Mechanism of NF-kappaB activation induced by gamma-irradiation in B lymphoma cells : role of Ras.

Nuclear factor (NF)-kappaB is a ubiquitous transcription factor involved in diverse cellular responses to various stimuli, including growth factors and radiation stress. Recently it was reported that gamma-irradiation (gamma-IR) upregulates allergy-associated adhesion molecule CD23 on B cells and monocytes via NF-kappaB activation. In the present study, the mechanism of NF-kappaB activation by gamma-IR was investigated to understand the signaling pathways involved in IR-induced, NF-kappaB-mediated enhancement of CD23 expression. In human B-cell line Ramos, gamma-IR induced a dose-dependent increase of nuclear translocation and transcriptional activity of NF-kappaB. The gamma-IR-induced NF-kappaB activation in these cells was sensitive to a proteosome inhibitor MG132 and an antioxidant, pyrollidine dithiocarbamate (PDTC), which suggests that gamma-IR-induced NF-kappaB activation proceeds via IkappaB gradation and redox regulation. Since Ras was shown to play a role in NF-kappaB-mediated survival and inflammation of cancer cells against radiation, the role of Ras signaling in the gamma-IR-induced NF-kappaB activation in these transformed B cells was examined. Transfection and overexpression of dominant active Ras produced an increase in NF-kappaB activity as shown by DNA binding and transcriptional activities of the kappaB-dependent reporter gene. gamma-IR, however, did not induce Erk activation, nor the gamma-IR-induced kappaB activity that was suppressed by inhibitors of Ras/Raf interaction or MEK/Erk.

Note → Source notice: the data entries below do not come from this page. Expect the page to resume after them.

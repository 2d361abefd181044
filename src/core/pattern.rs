//! Structural pattern matching and priority-ordered rule sets.
//!
//! A [`Pattern`] constrains a node's op, its result type and (recursively) its
//! operands, and binds named captures to matched nodes. A [`RuleSet`] is an
//! ordered list of `(pattern, handler)` pairs; callers walk it top to bottom and
//! the first rule whose pattern matches *and* whose handler accepts the node
//! wins. Targets specialize a shared rule set by prepending their own rules.
//!
//! ```ignore
//! // where(a < b, b, a) for any float max
//! let p = Pattern::op(Op::Max).float().src(vec![Pattern::var("a"), Pattern::var("b")]).named("m");
//! ```

use super::dtype::{DType, ScalarType};
use super::node::{Graph, NodeId, Op};

/// Result-type constraint.
#[derive(Debug, Clone, PartialEq)]
pub enum TypeMatch {
    Any,
    Exact(DType),
    /// Any non-pointer float type, scalar or vector.
    Float,
    /// Any type whose scalar kind is this one, pointers included.
    Scalar(ScalarType),
    Ptr,
}

impl TypeMatch {
    fn accepts(&self, dtype: DType) -> bool {
        match self {
            TypeMatch::Any => true,
            TypeMatch::Exact(t) => *t == dtype,
            TypeMatch::Float => dtype.is_float(),
            TypeMatch::Scalar(s) => dtype.scalar == *s,
            TypeMatch::Ptr => dtype.is_ptr(),
        }
    }
}

/// Operand constraint.
#[derive(Debug, Clone)]
pub enum SrcMatch {
    Any,
    /// Exactly these operands.
    Exact(Vec<Pattern>),
    /// At least these leading operands.
    Prefix(Vec<Pattern>),
    /// One or more operands, each matching the same pattern.
    Each(Box<Pattern>),
}

#[derive(Debug, Clone)]
pub struct Pattern {
    ops: Option<Vec<Op>>,
    dtype: TypeMatch,
    src: SrcMatch,
    name: Option<&'static str>,
    any_of: Vec<Pattern>,
}

impl Pattern {
    /// Matches every node.
    pub fn any() -> Self {
        Self { ops: None, dtype: TypeMatch::Any, src: SrcMatch::Any, name: None, any_of: Vec::new() }
    }

    /// Matches every node and captures it as `name`.
    pub fn var(name: &'static str) -> Self {
        Self::any().named(name)
    }

    pub fn op(op: Op) -> Self {
        Self { ops: Some(vec![op]), ..Self::any() }
    }

    pub fn ops(ops: &[Op]) -> Self {
        Self { ops: Some(ops.to_vec()), ..Self::any() }
    }

    /// Matches when any alternative matches.
    pub fn any_of(alternatives: Vec<Pattern>) -> Self {
        Self { any_of: alternatives, ..Self::any() }
    }

    /// Either `self`, or a cast of something matching `self`. The outer node is captured as `name`.
    pub fn or_casted(self, name: &'static str) -> Self {
        let cast = Pattern::op(Op::Cast).src(vec![self.clone()]);
        Pattern::any_of(vec![self, cast]).named(name)
    }

    pub fn named(mut self, name: &'static str) -> Self {
        self.name = Some(name);
        self
    }

    pub fn dtype(mut self, dtype: DType) -> Self {
        self.dtype = TypeMatch::Exact(dtype);
        self
    }

    pub fn float(mut self) -> Self {
        self.dtype = TypeMatch::Float;
        self
    }

    pub fn scalar(mut self, scalar: ScalarType) -> Self {
        self.dtype = TypeMatch::Scalar(scalar);
        self
    }

    pub fn pointer(mut self) -> Self {
        self.dtype = TypeMatch::Ptr;
        self
    }

    pub fn src(mut self, src: Vec<Pattern>) -> Self {
        self.src = SrcMatch::Exact(src);
        self
    }

    pub fn src_prefix(mut self, src: Vec<Pattern>) -> Self {
        self.src = SrcMatch::Prefix(src);
        self
    }

    pub fn src_each(mut self, each: Pattern) -> Self {
        self.src = SrcMatch::Each(Box::new(each));
        self
    }

    /// Try to match `id`. Captures bound twice must bind the same node.
    pub fn match_node(&self, graph: &Graph, id: NodeId) -> Option<Match> {
        let mut captures = Vec::new();
        if self.matches(graph, id, &mut captures) {
            Some(Match { root: id, captures })
        } else {
            None
        }
    }

    fn matches(&self, graph: &Graph, id: NodeId, caps: &mut Vec<(&'static str, NodeId)>) -> bool {
        let mark = caps.len();
        let ok = self.matches_inner(graph, id, caps);
        if !ok {
            caps.truncate(mark);
        }
        ok
    }

    fn matches_inner(&self, graph: &Graph, id: NodeId, caps: &mut Vec<(&'static str, NodeId)>) -> bool {
        let Some(node) = graph.get(id) else {
            return false;
        };
        if let Some(ops) = &self.ops {
            if !ops.contains(&node.op) {
                return false;
            }
        }
        if !self.dtype.accepts(node.dtype) {
            return false;
        }
        if let Some(name) = self.name {
            match caps.iter().find(|(n, _)| *n == name) {
                Some(&(_, bound)) if bound != id => return false,
                Some(_) => {}
                None => caps.push((name, id)),
            }
        }
        if !self.any_of.is_empty() && !self.any_of.iter().any(|alt| alt.matches(graph, id, caps)) {
            return false;
        }
        match &self.src {
            SrcMatch::Any => true,
            SrcMatch::Exact(pats) => {
                pats.len() == node.src.len()
                    && pats.iter().zip(&node.src).all(|(p, &s)| p.matches(graph, s, caps))
            }
            SrcMatch::Prefix(pats) => {
                pats.len() <= node.src.len()
                    && pats.iter().zip(&node.src).all(|(p, &s)| p.matches(graph, s, caps))
            }
            SrcMatch::Each(p) => !node.src.is_empty() && node.src.iter().all(|&s| p.matches(graph, s, caps)),
        }
    }
}

/// A successful match: the root node plus named captures.
#[derive(Debug, Clone, PartialEq)]
pub struct Match {
    pub root: NodeId,
    captures: Vec<(&'static str, NodeId)>,
}

impl Match {
    pub fn get(&self, name: &str) -> Option<NodeId> {
        self.captures.iter().find(|(n, _)| *n == name).map(|&(_, id)| id)
    }
}

impl std::ops::Index<&str> for Match {
    type Output = NodeId;

    /// Panics when the rule's pattern does not bind `name`; that is a bug in the rule table.
    fn index(&self, name: &str) -> &NodeId {
        match self.captures.iter().find(|(n, _)| *n == name) {
            Some((_, id)) => id,
            None => panic!("pattern has no capture named {name:?}"),
        }
    }
}

/// A pattern paired with the handler invoked on a match.
#[derive(Debug, Clone)]
pub struct Rule<H> {
    pub pattern: Pattern,
    pub handler: H,
}

impl<H> Rule<H> {
    pub fn new(pattern: Pattern, handler: H) -> Self {
        Self { pattern, handler }
    }
}

/// Priority-ordered rules: earlier rules win.
#[derive(Debug, Clone)]
pub struct RuleSet<H> {
    rules: Vec<Rule<H>>,
}

impl<H> RuleSet<H> {
    pub fn new(rules: Vec<Rule<H>>) -> Self {
        Self { rules }
    }

    pub fn empty() -> Self {
        Self { rules: Vec::new() }
    }

    /// `self` followed by `lower`; rules in `self` take priority.
    pub fn then(mut self, lower: RuleSet<H>) -> Self {
        self.rules.extend(lower.rules);
        self
    }

    /// `higher` followed by `self`; rules in `higher` take priority.
    pub fn prepend(self, higher: RuleSet<H>) -> Self {
        higher.then(self)
    }

    pub fn len(&self) -> usize {
        self.rules.len()
    }

    pub fn is_empty(&self) -> bool {
        self.rules.is_empty()
    }

    pub fn iter(&self) -> std::slice::Iter<'_, Rule<H>> {
        self.rules.iter()
    }
}

impl<H> Default for RuleSet<H> {
    fn default() -> Self {
        Self::empty()
    }
}
fn binary(op: BinOp, ty: &Type, a: &Value, b: &Value) -> EvalResult<Value> {
    if matches!(a, Value::Poison) || matches!(b, Value::Poison) {
        return Ok(Value::Poison);
    }
    use BinOp::*;
    match op {
        FAdd | FSub | FMul | FDiv => {
            let (Value::Float(x), Value::Float(y)) = (a, b) else {
                return Err(EvalError::TypeError { expected: "float".to_string(), got: a.kind().to_string() });
            };
            let r = match op {
                FAdd => x + y,
                FSub => x - y,
                FMul => x * y,
                _ => x / y,
            };
            Ok(Value::Float(round(ty, r)))
        }
        _ => {
            let (Value::Int(x), Value::Int(y), Type::Int(bits)) = (a, b, ty) else {
                return Err(EvalError::TypeError { expected: "integer".to_string(), got: a.kind().to_string() });
            };
            let (x, y, bits) = (*x, *y, *bits);
            let (sx, sy) = (sext(x, bits), sext(y, bits));
            let r = match op {
                Add => x.wrapping_add(y),
                Sub => x.wrapping_sub(y),
                Mul => x.wrapping_mul(y),
                UDiv | URem | SDiv | SRem if y == 0 => return Err(EvalError::DivisionByZero),
                UDiv => x / y,
                URem => x % y,
                SDiv => sx.wrapping_div(sy) as u64,
                SRem => sx.wrapping_rem(sy) as u64,
                And => x & y,
                Or => x | y,
                Xor => x ^ y,
                Shl | LShr | AShr if y >= bits as u64 => return Ok(Value::Poison),
                Shl => x << y,
                LShr => x >> y,
                AShr => (sx >> y) as u64,
                FAdd | FSub | FMul | FDiv => {
                    return Err(EvalError::TypeError { expected: "float".to_string(), got: "integer".to_string() })
                }
            };
            Ok(Value::Int(mask(r, bits)))
        }
    }
}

Importantly, it was noted that Ras significantly augmented both the gamma-IR-induced NF-kappaB activity and the gamma-IR-induced CD23 expression. Together these results suggest that while gamma-IR and Ras both contribute to the upregulation of CD23 expression via NF-kappaB Raf or Erk is not involved in gamma-IR-induced NF-kappaB activation.